Collected data entries:

___

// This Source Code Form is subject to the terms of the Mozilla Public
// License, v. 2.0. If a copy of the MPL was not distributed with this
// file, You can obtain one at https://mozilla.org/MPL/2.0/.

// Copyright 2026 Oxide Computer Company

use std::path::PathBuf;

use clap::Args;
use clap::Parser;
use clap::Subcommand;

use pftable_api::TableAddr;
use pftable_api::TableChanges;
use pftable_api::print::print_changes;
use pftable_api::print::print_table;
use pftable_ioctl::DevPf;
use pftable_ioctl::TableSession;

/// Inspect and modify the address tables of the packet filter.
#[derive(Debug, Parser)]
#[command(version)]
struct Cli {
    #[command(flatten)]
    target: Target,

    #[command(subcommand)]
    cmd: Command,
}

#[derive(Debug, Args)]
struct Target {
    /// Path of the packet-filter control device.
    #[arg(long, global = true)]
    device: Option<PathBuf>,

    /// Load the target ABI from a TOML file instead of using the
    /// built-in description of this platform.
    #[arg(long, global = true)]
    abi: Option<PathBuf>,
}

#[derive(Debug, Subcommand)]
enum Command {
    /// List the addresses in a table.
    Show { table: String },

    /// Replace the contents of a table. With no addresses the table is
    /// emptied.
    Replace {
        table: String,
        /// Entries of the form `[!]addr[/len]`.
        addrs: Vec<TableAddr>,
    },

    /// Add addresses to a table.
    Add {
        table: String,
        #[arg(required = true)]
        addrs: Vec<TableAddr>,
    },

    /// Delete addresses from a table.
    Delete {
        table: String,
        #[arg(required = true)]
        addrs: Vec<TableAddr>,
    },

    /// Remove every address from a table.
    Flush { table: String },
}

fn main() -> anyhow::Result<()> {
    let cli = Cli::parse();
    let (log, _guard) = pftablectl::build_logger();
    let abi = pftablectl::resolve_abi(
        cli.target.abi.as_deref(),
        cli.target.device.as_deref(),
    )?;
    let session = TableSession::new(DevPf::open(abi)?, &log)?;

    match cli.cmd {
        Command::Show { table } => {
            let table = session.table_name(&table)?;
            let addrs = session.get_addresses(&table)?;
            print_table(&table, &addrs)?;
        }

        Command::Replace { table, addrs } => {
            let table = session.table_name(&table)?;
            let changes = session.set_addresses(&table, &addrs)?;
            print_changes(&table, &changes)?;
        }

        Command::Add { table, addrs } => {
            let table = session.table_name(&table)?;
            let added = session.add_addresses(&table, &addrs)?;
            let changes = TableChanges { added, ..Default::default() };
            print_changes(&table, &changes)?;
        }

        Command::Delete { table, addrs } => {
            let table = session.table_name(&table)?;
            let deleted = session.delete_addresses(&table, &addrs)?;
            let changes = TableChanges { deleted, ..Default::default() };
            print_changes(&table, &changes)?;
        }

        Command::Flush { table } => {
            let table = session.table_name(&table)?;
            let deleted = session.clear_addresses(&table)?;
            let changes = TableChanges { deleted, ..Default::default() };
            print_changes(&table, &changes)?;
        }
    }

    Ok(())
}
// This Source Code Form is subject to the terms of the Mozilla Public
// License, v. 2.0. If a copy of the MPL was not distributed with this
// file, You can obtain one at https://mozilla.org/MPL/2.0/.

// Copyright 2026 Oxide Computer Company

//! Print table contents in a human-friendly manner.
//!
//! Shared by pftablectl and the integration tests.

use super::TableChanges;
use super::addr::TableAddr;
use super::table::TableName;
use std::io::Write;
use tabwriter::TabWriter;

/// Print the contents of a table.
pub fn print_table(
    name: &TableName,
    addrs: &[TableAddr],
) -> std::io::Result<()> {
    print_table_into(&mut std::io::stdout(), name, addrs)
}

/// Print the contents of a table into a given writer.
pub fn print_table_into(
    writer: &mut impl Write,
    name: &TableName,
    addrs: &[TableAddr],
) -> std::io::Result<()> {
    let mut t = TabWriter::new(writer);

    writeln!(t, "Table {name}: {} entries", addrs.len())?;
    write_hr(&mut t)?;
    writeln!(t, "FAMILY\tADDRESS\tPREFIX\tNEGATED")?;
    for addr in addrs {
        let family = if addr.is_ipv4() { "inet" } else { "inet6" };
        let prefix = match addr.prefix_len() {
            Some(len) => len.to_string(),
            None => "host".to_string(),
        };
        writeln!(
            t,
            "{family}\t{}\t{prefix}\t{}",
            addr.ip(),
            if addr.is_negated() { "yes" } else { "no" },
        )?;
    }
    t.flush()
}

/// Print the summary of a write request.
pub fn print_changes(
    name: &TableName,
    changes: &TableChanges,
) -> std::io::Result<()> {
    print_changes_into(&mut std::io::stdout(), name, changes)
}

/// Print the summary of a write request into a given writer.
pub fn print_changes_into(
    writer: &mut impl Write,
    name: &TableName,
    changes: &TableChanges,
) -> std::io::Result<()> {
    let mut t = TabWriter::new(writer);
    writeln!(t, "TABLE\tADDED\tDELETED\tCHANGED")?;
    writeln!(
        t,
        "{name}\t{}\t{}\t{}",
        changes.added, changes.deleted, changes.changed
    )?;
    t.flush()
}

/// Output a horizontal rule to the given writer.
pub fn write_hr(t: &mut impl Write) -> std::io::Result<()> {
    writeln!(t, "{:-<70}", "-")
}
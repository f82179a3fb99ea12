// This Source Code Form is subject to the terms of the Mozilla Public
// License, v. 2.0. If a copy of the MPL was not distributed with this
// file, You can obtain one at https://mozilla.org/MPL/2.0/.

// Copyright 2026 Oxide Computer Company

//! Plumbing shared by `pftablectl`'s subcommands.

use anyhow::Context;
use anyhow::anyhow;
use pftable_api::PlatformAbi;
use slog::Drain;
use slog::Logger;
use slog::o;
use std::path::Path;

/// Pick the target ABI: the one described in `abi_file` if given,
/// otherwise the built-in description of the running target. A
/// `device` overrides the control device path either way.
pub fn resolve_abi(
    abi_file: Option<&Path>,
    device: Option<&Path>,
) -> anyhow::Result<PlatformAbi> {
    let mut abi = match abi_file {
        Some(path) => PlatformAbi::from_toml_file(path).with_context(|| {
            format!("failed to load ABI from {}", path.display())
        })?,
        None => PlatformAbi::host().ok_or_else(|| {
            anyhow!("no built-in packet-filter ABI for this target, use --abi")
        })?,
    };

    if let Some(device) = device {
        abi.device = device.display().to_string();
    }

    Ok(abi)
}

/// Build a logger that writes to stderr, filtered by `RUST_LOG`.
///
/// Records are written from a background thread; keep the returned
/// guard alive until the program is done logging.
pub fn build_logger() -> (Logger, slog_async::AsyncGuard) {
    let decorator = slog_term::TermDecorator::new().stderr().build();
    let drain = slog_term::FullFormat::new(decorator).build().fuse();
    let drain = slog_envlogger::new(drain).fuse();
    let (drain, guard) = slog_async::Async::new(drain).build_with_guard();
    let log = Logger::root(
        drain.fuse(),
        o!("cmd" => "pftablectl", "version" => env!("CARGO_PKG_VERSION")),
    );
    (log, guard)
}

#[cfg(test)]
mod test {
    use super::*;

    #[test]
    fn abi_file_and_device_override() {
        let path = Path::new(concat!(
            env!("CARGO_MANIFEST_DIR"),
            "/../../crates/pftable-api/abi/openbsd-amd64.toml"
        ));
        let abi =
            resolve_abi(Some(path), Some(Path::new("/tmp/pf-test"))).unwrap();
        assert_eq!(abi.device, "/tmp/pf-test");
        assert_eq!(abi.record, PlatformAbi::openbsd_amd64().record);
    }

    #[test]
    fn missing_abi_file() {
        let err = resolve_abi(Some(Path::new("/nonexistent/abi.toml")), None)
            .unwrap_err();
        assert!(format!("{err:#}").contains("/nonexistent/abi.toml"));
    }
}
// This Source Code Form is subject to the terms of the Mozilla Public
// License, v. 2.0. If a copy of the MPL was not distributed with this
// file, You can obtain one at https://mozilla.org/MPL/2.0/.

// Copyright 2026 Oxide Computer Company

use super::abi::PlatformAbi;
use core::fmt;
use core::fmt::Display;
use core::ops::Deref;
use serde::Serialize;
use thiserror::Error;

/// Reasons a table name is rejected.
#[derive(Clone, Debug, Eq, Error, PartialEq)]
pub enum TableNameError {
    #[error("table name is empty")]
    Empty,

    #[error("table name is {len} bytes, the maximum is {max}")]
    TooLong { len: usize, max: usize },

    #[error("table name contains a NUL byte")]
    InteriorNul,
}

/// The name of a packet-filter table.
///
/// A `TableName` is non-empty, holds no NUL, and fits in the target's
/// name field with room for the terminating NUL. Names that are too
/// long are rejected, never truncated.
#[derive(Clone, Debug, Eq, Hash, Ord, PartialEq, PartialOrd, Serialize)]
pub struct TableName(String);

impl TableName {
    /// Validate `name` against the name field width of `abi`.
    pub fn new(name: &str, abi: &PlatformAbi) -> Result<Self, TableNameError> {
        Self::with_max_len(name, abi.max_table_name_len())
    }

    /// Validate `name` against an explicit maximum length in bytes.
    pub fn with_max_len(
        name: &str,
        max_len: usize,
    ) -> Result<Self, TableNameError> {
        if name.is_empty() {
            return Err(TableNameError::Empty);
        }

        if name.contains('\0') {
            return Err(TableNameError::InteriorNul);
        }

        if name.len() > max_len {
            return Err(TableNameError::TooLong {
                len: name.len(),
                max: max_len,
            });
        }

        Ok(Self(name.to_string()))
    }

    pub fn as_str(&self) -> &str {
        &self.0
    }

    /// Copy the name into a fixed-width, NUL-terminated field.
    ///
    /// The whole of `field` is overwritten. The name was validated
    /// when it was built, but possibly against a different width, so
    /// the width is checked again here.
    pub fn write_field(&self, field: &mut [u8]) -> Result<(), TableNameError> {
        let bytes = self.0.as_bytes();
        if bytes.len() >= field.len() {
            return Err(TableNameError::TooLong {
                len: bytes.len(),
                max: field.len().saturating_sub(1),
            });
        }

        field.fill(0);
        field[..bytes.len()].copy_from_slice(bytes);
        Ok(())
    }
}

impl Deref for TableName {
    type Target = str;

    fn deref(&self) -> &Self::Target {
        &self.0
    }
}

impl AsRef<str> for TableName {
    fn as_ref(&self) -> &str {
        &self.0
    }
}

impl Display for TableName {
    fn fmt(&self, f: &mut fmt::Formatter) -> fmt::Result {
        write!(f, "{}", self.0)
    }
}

___

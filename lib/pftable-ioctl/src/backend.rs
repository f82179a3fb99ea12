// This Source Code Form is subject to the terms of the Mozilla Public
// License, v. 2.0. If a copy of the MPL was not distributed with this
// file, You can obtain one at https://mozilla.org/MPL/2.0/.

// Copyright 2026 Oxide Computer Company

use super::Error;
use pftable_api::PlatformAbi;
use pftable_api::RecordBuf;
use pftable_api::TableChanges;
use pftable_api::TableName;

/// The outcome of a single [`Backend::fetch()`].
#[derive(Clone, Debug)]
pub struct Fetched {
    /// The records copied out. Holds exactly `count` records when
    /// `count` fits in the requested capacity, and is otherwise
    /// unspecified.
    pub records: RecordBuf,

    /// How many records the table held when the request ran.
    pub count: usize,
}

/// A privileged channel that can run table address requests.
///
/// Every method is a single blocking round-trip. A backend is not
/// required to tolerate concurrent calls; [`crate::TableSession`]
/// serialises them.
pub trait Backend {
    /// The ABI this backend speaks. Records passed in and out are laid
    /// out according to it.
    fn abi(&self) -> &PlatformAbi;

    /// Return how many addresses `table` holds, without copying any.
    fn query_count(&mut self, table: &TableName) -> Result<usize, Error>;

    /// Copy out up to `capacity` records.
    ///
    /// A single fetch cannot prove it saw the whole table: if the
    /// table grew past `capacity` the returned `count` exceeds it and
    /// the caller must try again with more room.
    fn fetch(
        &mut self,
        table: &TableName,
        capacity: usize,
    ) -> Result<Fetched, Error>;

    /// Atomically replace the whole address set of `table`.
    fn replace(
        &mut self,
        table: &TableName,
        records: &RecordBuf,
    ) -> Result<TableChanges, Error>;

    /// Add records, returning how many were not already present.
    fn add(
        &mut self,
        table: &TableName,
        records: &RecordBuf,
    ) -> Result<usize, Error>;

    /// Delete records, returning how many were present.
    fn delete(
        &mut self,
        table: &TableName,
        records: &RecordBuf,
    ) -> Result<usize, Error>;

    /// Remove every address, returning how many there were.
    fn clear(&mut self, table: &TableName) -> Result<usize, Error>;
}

___

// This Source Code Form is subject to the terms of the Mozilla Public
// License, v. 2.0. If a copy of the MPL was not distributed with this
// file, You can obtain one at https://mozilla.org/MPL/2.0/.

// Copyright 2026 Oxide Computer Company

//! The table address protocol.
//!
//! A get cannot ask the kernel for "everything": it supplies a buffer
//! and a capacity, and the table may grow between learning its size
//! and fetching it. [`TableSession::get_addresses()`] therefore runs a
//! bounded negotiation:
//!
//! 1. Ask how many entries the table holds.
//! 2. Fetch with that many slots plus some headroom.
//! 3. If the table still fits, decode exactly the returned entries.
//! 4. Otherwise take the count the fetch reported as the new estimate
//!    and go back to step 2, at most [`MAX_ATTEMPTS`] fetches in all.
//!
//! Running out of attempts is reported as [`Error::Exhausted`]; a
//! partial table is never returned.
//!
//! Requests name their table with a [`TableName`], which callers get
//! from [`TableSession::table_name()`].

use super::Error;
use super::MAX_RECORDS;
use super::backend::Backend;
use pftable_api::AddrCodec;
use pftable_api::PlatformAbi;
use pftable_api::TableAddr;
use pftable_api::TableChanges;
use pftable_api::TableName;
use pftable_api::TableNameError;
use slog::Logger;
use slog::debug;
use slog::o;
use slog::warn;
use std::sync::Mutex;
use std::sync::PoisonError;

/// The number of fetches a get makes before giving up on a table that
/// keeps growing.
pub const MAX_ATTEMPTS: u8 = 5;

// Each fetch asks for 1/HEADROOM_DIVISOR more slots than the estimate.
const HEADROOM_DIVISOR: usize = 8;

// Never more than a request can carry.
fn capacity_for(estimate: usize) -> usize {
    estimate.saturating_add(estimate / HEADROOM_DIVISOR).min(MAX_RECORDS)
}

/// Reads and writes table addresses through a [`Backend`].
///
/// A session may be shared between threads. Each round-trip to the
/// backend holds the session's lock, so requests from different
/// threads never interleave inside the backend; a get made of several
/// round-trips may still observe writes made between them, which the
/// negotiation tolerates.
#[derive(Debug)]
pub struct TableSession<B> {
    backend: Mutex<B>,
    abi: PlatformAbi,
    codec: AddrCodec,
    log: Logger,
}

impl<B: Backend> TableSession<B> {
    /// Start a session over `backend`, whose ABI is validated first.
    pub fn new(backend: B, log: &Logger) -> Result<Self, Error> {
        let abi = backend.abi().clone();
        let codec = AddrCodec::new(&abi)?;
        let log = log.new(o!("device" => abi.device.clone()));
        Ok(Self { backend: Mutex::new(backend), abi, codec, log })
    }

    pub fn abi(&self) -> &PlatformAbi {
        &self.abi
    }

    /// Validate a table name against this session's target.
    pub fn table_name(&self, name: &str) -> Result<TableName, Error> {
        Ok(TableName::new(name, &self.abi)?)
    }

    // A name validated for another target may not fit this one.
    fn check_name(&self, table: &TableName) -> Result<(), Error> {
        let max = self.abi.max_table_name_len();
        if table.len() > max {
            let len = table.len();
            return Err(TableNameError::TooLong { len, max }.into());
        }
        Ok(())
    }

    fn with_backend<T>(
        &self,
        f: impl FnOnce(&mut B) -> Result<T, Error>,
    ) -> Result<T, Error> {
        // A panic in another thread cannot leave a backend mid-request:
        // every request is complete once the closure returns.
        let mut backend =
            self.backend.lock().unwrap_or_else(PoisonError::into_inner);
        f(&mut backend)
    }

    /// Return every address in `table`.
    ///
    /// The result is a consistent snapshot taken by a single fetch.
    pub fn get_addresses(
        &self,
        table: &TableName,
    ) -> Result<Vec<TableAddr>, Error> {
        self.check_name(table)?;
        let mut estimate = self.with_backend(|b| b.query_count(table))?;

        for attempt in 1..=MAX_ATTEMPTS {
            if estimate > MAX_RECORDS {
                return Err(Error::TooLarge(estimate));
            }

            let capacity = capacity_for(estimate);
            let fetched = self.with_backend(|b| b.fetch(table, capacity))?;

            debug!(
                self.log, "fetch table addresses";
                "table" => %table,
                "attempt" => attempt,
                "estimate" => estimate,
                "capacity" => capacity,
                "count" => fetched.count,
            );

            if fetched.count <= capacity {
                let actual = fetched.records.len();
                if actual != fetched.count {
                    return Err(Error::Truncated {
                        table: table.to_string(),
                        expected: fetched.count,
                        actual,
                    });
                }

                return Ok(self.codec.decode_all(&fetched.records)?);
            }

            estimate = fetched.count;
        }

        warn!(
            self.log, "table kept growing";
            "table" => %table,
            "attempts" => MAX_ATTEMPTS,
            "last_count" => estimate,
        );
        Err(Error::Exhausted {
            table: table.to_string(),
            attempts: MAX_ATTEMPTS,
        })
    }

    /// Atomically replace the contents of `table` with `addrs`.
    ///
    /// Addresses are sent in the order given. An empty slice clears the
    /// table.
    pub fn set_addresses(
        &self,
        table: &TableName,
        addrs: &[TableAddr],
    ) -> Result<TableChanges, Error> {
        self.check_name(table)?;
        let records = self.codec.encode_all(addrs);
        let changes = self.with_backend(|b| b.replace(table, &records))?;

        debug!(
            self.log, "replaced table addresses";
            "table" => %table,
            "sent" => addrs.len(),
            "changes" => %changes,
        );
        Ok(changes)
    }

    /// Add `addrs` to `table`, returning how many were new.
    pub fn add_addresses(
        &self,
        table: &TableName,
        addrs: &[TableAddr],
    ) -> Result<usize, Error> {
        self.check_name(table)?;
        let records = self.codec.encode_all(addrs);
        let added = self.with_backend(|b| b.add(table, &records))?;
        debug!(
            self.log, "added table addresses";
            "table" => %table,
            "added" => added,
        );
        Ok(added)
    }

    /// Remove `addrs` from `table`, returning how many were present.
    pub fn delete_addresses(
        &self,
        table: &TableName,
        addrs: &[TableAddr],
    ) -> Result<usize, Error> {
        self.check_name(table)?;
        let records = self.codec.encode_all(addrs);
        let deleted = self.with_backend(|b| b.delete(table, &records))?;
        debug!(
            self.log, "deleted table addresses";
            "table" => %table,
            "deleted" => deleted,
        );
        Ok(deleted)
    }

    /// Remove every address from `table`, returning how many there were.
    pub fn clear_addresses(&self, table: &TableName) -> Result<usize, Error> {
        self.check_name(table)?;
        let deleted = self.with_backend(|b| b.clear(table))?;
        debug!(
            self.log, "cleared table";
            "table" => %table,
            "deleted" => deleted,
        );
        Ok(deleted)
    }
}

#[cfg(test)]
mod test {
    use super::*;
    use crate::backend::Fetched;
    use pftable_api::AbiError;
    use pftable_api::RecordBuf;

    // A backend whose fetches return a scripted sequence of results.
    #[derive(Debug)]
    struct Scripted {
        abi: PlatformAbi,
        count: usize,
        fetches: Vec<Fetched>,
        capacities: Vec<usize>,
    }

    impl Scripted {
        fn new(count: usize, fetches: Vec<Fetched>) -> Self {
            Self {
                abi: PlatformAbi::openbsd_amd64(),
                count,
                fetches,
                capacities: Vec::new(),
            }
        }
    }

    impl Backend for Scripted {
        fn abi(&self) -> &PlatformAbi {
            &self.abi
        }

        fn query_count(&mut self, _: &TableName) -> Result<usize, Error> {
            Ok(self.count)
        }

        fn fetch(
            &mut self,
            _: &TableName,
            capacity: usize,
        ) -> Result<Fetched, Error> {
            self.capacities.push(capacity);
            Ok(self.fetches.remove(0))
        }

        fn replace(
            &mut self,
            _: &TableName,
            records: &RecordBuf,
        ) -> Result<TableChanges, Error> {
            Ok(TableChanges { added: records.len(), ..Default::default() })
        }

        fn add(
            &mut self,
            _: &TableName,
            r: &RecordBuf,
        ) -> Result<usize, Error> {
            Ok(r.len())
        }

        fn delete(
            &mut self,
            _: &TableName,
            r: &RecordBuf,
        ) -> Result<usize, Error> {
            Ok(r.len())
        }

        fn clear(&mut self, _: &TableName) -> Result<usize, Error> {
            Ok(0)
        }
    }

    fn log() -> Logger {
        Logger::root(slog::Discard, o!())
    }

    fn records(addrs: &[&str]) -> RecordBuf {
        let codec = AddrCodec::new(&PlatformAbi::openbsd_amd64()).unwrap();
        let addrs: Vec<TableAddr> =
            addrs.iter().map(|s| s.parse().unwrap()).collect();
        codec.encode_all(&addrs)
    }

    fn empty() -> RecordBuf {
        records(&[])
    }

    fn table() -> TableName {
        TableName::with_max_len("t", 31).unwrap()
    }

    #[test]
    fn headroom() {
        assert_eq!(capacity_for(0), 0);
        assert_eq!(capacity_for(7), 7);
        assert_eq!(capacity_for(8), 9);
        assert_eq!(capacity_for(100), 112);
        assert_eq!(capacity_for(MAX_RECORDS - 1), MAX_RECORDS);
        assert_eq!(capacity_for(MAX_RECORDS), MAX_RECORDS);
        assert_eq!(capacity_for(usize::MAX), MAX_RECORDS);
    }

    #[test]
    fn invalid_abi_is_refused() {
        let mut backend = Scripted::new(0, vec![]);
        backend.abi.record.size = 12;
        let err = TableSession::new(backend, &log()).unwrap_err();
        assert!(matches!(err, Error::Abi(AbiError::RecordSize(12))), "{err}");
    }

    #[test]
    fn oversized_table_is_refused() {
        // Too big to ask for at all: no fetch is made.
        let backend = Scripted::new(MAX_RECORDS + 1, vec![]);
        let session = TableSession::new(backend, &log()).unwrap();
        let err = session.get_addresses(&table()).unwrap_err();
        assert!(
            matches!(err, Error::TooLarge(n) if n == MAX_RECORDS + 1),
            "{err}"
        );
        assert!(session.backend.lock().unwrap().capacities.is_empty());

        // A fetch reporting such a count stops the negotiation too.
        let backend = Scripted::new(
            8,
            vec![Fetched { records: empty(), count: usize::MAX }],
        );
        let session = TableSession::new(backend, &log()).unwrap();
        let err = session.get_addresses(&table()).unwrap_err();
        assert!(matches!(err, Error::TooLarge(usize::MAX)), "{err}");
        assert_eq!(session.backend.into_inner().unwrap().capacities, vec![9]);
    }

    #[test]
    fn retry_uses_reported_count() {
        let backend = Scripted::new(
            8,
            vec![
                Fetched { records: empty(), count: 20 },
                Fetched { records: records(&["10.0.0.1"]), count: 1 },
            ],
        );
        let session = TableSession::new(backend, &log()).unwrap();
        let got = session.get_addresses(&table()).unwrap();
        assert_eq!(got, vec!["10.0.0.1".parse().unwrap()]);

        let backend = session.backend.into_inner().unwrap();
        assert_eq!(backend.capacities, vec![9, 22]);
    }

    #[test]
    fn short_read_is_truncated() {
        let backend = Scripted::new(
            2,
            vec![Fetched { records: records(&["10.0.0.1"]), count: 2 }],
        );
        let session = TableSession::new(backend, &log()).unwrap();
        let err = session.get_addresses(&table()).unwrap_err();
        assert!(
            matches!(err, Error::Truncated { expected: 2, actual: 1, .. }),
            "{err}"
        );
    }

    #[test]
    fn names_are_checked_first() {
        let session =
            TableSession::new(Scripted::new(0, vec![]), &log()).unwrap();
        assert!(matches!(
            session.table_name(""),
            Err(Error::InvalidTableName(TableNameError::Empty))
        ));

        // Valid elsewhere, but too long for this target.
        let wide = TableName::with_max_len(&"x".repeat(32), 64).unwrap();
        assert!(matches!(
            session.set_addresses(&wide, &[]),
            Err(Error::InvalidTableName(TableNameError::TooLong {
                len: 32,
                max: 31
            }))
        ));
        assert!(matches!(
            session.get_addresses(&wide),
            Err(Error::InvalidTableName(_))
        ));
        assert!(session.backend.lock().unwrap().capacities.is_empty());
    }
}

___

## Problem details
All lines with the word "contents" are needed; pull them from the entries and copy each.

## Answer section
    /// Replace the contents of a table. With no addresses the table is
//! Print table contents in a human-friendly manner.
/// Print the contents of a table.
/// Print the contents of a table into a given writer.
    /// Atomically replace the contents of `table` with `addrs`.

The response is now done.